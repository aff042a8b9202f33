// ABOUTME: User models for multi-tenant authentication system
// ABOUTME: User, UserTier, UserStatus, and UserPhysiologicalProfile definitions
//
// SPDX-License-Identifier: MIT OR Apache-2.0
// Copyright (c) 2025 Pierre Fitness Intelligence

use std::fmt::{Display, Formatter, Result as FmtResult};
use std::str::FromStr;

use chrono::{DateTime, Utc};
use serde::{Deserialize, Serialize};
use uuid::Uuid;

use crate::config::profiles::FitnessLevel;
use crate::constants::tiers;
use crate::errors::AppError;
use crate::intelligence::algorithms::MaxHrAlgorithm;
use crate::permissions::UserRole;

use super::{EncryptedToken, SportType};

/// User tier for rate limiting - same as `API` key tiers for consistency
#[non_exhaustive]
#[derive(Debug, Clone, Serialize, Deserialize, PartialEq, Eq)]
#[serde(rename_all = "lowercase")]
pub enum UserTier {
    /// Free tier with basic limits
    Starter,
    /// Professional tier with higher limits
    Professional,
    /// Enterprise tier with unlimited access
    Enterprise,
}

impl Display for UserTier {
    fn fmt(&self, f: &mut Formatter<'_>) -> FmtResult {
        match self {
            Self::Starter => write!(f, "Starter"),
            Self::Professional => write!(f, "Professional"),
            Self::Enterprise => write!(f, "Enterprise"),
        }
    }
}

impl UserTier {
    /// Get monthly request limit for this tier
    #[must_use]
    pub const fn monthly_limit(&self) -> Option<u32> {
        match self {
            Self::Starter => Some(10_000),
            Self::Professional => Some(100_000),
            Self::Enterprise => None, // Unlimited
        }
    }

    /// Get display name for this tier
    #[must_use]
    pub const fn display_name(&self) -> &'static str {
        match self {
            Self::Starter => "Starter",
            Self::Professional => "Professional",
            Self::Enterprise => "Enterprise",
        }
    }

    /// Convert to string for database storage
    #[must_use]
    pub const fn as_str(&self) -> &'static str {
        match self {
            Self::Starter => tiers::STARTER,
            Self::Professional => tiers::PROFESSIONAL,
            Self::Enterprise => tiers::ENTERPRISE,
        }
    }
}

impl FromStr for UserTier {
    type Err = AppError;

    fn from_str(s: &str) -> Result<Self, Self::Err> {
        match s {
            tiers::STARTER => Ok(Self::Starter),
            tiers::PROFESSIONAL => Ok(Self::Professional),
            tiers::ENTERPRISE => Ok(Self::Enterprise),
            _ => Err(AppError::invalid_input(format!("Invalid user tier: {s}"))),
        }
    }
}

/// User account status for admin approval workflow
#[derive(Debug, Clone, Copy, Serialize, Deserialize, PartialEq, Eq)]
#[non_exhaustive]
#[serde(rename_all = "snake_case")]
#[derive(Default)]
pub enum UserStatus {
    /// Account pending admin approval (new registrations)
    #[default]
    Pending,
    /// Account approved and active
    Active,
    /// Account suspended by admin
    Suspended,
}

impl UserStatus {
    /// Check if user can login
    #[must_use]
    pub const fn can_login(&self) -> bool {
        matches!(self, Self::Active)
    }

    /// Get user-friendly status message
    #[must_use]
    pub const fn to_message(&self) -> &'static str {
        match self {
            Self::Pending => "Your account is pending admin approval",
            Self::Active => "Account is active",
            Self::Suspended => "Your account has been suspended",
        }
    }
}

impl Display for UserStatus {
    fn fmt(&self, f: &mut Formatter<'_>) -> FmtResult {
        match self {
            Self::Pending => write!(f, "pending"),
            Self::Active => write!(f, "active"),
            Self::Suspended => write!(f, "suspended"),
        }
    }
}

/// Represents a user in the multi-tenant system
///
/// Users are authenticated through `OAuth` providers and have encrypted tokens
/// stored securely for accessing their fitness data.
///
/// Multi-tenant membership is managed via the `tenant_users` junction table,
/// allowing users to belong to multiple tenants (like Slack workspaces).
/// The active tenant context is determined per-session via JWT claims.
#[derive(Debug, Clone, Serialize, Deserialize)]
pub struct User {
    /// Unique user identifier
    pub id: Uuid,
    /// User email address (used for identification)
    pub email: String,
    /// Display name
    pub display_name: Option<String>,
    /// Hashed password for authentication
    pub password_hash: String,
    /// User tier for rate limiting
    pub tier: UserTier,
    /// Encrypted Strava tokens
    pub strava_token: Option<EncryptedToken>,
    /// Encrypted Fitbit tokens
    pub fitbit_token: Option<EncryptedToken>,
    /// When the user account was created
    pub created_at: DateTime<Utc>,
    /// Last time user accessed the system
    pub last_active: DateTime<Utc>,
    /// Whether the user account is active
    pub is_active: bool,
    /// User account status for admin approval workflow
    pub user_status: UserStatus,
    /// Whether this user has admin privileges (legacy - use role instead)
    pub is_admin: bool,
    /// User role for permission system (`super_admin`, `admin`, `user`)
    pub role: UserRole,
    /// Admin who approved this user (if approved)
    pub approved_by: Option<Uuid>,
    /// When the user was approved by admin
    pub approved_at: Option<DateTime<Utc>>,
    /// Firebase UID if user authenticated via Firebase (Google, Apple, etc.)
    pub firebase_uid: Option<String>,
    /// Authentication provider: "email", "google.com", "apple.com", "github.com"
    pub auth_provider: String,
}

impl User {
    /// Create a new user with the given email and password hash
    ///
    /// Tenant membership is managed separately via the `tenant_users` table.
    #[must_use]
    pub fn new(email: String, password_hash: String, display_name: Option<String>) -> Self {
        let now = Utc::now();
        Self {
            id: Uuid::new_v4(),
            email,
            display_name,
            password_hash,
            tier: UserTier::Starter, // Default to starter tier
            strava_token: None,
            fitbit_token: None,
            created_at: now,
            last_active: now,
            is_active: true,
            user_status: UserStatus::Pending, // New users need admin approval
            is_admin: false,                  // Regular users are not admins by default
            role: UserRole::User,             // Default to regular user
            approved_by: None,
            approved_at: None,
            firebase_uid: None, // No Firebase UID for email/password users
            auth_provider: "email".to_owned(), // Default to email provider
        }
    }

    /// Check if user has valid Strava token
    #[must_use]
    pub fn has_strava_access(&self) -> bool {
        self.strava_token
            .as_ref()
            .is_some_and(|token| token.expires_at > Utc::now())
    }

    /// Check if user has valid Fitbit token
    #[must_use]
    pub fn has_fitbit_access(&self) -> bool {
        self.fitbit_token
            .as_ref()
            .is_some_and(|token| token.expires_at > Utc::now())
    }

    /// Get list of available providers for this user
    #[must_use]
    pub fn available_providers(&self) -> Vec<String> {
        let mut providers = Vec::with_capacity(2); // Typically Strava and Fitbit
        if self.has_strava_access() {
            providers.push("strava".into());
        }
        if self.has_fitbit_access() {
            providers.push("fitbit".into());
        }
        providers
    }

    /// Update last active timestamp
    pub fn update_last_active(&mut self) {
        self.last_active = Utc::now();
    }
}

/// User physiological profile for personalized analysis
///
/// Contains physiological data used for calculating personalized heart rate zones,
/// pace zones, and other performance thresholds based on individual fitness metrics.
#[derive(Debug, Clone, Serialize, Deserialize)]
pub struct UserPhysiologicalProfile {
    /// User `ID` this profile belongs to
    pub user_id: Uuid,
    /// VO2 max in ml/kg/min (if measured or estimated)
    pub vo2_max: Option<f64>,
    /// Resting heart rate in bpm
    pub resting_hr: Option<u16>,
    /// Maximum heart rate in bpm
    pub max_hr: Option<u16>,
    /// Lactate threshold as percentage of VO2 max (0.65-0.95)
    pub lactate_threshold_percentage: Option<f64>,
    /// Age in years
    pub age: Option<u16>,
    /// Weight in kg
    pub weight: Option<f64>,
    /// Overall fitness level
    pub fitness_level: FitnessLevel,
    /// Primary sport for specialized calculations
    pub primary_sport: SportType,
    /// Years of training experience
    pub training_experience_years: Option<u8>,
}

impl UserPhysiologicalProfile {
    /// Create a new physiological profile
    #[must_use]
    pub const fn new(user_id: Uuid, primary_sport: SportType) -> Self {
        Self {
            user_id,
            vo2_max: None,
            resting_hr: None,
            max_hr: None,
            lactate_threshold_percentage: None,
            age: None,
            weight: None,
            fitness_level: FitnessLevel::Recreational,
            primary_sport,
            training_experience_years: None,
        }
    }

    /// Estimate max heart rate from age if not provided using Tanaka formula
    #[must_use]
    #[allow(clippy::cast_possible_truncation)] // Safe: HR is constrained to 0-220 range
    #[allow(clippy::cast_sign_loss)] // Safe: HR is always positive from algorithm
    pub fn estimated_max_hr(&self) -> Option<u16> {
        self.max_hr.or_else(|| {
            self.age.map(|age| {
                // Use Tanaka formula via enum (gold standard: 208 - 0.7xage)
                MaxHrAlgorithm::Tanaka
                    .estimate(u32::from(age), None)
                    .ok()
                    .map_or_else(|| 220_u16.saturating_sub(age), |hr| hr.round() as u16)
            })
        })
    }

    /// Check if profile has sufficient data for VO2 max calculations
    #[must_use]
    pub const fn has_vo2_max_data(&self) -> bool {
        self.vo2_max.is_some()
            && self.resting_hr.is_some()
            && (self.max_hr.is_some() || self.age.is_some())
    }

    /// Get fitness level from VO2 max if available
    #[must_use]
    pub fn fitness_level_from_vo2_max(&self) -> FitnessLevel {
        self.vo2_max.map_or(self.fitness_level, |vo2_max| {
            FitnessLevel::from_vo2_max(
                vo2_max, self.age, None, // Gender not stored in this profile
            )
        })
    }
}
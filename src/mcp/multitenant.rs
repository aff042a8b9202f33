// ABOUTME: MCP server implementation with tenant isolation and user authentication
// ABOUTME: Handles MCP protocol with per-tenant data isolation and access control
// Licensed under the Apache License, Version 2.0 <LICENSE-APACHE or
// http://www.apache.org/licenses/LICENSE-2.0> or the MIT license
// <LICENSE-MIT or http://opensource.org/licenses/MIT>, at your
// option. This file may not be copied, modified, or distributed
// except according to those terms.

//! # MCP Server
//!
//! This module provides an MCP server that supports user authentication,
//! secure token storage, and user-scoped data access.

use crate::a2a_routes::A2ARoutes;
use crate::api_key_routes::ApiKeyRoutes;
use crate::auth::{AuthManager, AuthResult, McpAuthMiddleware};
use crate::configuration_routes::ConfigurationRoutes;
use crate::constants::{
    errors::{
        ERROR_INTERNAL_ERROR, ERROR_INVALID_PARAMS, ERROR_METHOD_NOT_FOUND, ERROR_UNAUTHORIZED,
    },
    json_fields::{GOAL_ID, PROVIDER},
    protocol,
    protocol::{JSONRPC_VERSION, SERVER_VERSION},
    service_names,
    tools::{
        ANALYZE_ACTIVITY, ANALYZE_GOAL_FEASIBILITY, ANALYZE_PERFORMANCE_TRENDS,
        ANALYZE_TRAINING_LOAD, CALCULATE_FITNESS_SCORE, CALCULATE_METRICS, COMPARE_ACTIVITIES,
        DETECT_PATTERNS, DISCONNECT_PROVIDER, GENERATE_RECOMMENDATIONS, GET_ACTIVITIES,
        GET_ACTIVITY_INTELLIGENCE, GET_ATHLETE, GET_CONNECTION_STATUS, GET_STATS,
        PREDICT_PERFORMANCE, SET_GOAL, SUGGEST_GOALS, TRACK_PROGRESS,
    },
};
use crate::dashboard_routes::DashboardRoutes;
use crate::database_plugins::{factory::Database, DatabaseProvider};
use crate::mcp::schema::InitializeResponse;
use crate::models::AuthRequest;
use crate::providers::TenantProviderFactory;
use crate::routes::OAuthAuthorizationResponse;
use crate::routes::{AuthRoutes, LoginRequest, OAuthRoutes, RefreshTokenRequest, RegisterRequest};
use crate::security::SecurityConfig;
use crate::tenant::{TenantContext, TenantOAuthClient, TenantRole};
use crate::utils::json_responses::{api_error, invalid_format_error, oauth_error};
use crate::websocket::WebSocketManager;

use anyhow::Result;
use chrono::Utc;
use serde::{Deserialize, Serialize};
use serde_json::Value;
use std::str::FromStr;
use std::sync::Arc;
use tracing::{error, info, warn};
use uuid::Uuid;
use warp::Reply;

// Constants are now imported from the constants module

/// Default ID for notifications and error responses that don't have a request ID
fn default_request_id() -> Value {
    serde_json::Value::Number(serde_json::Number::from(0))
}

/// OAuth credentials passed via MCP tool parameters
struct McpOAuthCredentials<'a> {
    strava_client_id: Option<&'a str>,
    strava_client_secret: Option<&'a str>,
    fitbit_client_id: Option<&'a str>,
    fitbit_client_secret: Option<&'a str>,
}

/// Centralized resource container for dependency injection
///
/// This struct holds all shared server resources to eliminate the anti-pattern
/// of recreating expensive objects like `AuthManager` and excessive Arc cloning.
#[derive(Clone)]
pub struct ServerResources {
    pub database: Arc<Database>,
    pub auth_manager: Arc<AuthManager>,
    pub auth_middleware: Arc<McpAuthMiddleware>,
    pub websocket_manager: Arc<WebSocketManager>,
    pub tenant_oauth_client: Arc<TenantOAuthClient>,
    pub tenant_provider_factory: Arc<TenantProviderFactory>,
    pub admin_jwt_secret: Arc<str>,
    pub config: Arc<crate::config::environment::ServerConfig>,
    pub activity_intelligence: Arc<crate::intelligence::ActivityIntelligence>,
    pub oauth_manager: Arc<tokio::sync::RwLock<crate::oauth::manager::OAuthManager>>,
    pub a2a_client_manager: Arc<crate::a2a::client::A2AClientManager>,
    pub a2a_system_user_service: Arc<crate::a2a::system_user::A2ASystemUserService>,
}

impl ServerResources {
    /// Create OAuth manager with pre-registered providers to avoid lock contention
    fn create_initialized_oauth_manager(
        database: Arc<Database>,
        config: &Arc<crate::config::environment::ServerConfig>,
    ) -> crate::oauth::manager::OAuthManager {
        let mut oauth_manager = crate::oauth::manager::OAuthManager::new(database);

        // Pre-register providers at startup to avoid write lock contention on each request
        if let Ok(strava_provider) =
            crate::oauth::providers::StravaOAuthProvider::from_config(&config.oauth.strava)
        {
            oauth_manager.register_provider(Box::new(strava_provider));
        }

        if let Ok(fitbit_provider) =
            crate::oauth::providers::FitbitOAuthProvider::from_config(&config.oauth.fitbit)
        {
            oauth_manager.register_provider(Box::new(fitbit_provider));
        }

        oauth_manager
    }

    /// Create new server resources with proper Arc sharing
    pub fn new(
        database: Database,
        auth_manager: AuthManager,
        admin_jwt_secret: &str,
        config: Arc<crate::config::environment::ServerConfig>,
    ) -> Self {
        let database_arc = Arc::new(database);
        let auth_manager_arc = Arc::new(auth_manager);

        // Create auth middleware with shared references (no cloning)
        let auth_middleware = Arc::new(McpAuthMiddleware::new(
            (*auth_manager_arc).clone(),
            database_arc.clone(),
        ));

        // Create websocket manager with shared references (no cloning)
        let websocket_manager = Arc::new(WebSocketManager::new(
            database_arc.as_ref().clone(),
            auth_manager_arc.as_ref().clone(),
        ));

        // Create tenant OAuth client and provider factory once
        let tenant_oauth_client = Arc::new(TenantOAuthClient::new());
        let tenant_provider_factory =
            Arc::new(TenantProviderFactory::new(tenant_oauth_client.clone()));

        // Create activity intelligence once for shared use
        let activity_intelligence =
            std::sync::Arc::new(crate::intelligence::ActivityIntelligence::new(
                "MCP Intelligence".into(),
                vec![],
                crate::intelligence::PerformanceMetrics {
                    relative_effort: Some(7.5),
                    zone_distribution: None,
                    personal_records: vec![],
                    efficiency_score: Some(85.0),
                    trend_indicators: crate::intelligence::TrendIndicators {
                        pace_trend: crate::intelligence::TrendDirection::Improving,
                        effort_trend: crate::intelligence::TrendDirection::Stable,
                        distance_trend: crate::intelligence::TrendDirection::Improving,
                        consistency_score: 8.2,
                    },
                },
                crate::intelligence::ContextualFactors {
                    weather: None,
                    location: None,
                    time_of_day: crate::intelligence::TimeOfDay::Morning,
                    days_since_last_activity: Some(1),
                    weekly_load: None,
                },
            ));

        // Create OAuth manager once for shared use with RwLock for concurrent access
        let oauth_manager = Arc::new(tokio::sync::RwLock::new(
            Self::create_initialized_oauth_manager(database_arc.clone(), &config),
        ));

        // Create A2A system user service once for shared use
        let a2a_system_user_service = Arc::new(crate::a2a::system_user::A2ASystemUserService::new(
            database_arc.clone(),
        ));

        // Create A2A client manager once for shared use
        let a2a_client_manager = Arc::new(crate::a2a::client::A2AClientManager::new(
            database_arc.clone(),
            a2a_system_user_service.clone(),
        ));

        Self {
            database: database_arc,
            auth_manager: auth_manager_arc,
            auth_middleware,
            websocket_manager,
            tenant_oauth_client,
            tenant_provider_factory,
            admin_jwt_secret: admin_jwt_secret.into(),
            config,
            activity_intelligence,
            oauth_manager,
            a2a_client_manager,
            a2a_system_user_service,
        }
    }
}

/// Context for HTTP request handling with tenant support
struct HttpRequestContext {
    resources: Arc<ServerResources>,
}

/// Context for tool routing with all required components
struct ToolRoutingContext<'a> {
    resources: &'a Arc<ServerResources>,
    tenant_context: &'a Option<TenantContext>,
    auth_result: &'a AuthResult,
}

========

• **THE TASK**:
Reproduce verbatim only this range: the first line of the material through the line that contains "Pierre Fitness Intelligence", inclusive.

• **OUTPUT BELOW**:
repository aff042a8b9202f33
// ABOUTME: User models for multi-tenant authentication system
// ABOUTME: User, UserTier, UserStatus, and UserPhysiologicalProfile definitions
//
// SPDX-License-Identifier: MIT OR Apache-2.0
// Copyright (c) 2025 Pierre Fitness Intelligence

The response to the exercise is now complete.